Fine Herb Omelet

Aug 06, 2010

 

Have you ever wondered how chefs can flip an omelet so effortlessly and perfectly in a sauté pan?  Well, I’m still wondering.  However, my failed attempt at flipping did not hinder the final product which completely impressed me.

Last month, Ina Garten shared a recipe for a very simple two egg omelet, yet included ingredients that I don’t often think to use.  Curious, I knew I had to give it a try and did last weekend.

The Fine Herbs Omelet incorporates goat cheese, a classic fresh herb combination and roasted red peppers and let me just say, I was in breakfast heaven savoring every bite along with freshly made scones topped with homemade jam and a hot cup of tea.

Since my flipping didn’t yield the best photogenic results, I had to borrow the image below, but trust me this is a recipe that will be an impressive breakfast-in-bed menu item or something to treat yourself to on a leisurely weekend morning.

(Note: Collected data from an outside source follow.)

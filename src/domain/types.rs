// ==========================================
// 牲畜称重管理系统 - 领域类型定义
// ==========================================
// 职责: 动物状态、健康预警等级等枚举
// 序列化格式: SCREAMING_SNAKE_CASE (与数据库一致)
// ==========================================

use serde::{Deserialize, Serialize};
use std::fmt;

// ==========================================
// 动物状态 (Animal Status)
// ==========================================
#[derive(Debug, Clone, Copy, PartialEq, Eq, Hash, Serialize, Deserialize)]
#[serde(rename_all = "SCREAMING_SNAKE_CASE")]
pub enum AnimalStatus {
    Active,   // 在栏
    Sold,     // 已出售
    Deceased, // 死亡
    Archived, // 归档
}

impl fmt::Display for AnimalStatus {
    fn fmt(&self, f: &mut fmt::Formatter<'_>) -> fmt::Result {
        f.write_str(self.to_db_str())
    }
}

impl AnimalStatus {
    /// 从数据库字符串解析状态（未知值返回 None）
    pub fn from_db_str(s: &str) -> Option<Self> {
        match s.trim().to_uppercase().as_str() {
            "ACTIVE" => Some(AnimalStatus::Active),
            "SOLD" => Some(AnimalStatus::Sold),
            "DECEASED" => Some(AnimalStatus::Deceased),
            "ARCHIVED" => Some(AnimalStatus::Archived),
            _ => None,
        }
    }

    /// 转换为数据库存储的字符串
    pub fn to_db_str(&self) -> &'static str {
        match self {
            AnimalStatus::Active => "ACTIVE",
            AnimalStatus::Sold => "SOLD",
            AnimalStatus::Deceased => "DECEASED",
            AnimalStatus::Archived => "ARCHIVED",
        }
    }
}

// ==========================================
// 掉重严重度 (Health Severity)
// ==========================================
// 顺序: Minor < Moderate < Severe
#[derive(Debug, Clone, Copy, PartialEq, Eq, PartialOrd, Ord, Hash, Serialize, Deserialize)]
#[serde(rename_all = "SCREAMING_SNAKE_CASE")]
pub enum HealthSeverity {
    Minor,    // 轻微
    Moderate, // 中度
    Severe,   // 严重
}

impl fmt::Display for HealthSeverity {
    fn fmt(&self, f: &mut fmt::Formatter<'_>) -> fmt::Result {
        match self {
            HealthSeverity::Minor => write!(f, "MINOR"),
            HealthSeverity::Moderate => write!(f, "MODERATE"),
            HealthSeverity::Severe => write!(f, "SEVERE"),
        }
    }
}
// ==========================================
// 牲畜称重管理系统 - SQL 构建与行编解码工具
// ==========================================
// 职责: 动态 WHERE 拼装 + 时间列 (UTC 毫秒) 编解码
// 约束: 过滤值一律走参数绑定, 只拼列名与占位符
// ==========================================

use crate::domain::date_range::DateRange;
use crate::repository::error::{RepositoryError, RepositoryResult};
use chrono::{DateTime, Utc};

/// 构建带可选过滤条件的 SQL 语句
///
/// # 参数
/// - `base_query`: 基础 SELECT 语句（已含 WHERE, 不含 ORDER BY）
/// - `additional_filter`: 可选的额外过滤条件（例如: "w.weighed_at_ms >= ?2"）
/// - `order_by_clause`: ORDER BY 子句
pub fn build_optional_filter_sql(
    base_query: &str,
    additional_filter: Option<&str>,
    order_by_clause: &str,
) -> String {
    if let Some(filter) = additional_filter {
        format!("{} AND {} ORDER BY {}", base_query, filter, order_by_clause)
    } else {
        format!("{} ORDER BY {}", base_query, order_by_clause)
    }
}

/// 日期闭区间过滤片段: column >= ?start AND column < ?end_exclusive
///
/// # 参数
/// - `column`: 毫秒时间列名
/// - `first_param`: 起始占位符序号
pub fn build_millis_range_filter(column: &str, first_param: usize) -> String {
    format!(
        "{col} >= ?{a} AND {col} < ?{b}",
        col = column,
        a = first_param,
        b = first_param + 1
    )
}

/// 日期闭区间 -> [start_ms, end_exclusive_ms)
pub fn range_to_millis(range: &DateRange) -> RepositoryResult<(i64, i64)> {
    let start = range
        .start
        .and_hms_opt(0, 0, 0)
        .map(|dt| dt.and_utc().timestamp_millis());
    let end_exclusive = range
        .end
        .succ_opt()
        .and_then(|d| d.and_hms_opt(0, 0, 0))
        .map(|dt| dt.and_utc().timestamp_millis());

    match (start, end_exclusive) {
        (Some(s), Some(e)) => Ok((s, e)),
        _ => Err(RepositoryError::ValidationError(format!(
            "日期范围超出可表示区间: {}",
            range
        ))),
    }
}

/// UTC 时间 -> 毫秒
pub fn utc_to_millis(at: &DateTime<Utc>) -> i64 {
    at.timestamp_millis()
}

/// 毫秒 -> UTC 时间
pub fn millis_to_utc(field: &str, ms: i64) -> RepositoryResult<DateTime<Utc>> {
    DateTime::<Utc>::from_timestamp_millis(ms).ok_or_else(|| RepositoryError::FieldValueError {
        field: field.to_string(),
        message: format!("无效的毫秒时间戳: {}", ms),
    })
}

-adapted from Barefoot Contessa

Fine Herb Omelet

Simply LuxuriousSimply Luxurious
Prep Time 10 mins
Cook Time 10 mins
Total Time 20 mins
Servings 1 servings

Ingredients
  

  • 1/2 tablespoon Italian parsley finely chopped
  • 1/2 tablespoon fresh chervil finely chopped
  • 3/4 tablespoon fresh chives finely chopped
  • 1/2 teaspoon tarragon finely choped
  • 2 extra large eggs
  • 2 tablespoons milk
  • pinch kosher salt
  • 1/8 teaspoon black pepper freshly ground
  • 1 tablespoon extra virgin olive oil
  • 2 ounces plain goat cheese
  • 2 ounces roasted red peppers juliienned

Instructions
 

  • Combine the parsley, chervil, chives and tarragon in a small bowl and set aside.
  • Break the eggs into a small bowl, and then add the milk, 2 tablespoons Fines Herb, salt and pepper and whisk with a fork.
  • Preheat an 8-inch non-stick sauté pan medium hot and swirl the olive oil in the pan. Pour in the egg mixture and swirl it in the pan. For a few seconds, gently stir the egg mixture with a heat resistant rubber spatula (as if you were going to make scrambled eggs) and then swirl the eggs in the pan to make a nice round appearance. Reduce the heat to avoid any color or scorching. Continue cooking for about 1 minute. The eggs will be set on the bottom, but slightly liquid on top.
  • Flip the omelet, and remove it from the heat. Crumble the goat cheese over the center of the omelet and top it off with the roasted peppers. Tri-fold the omelet and plate immediately.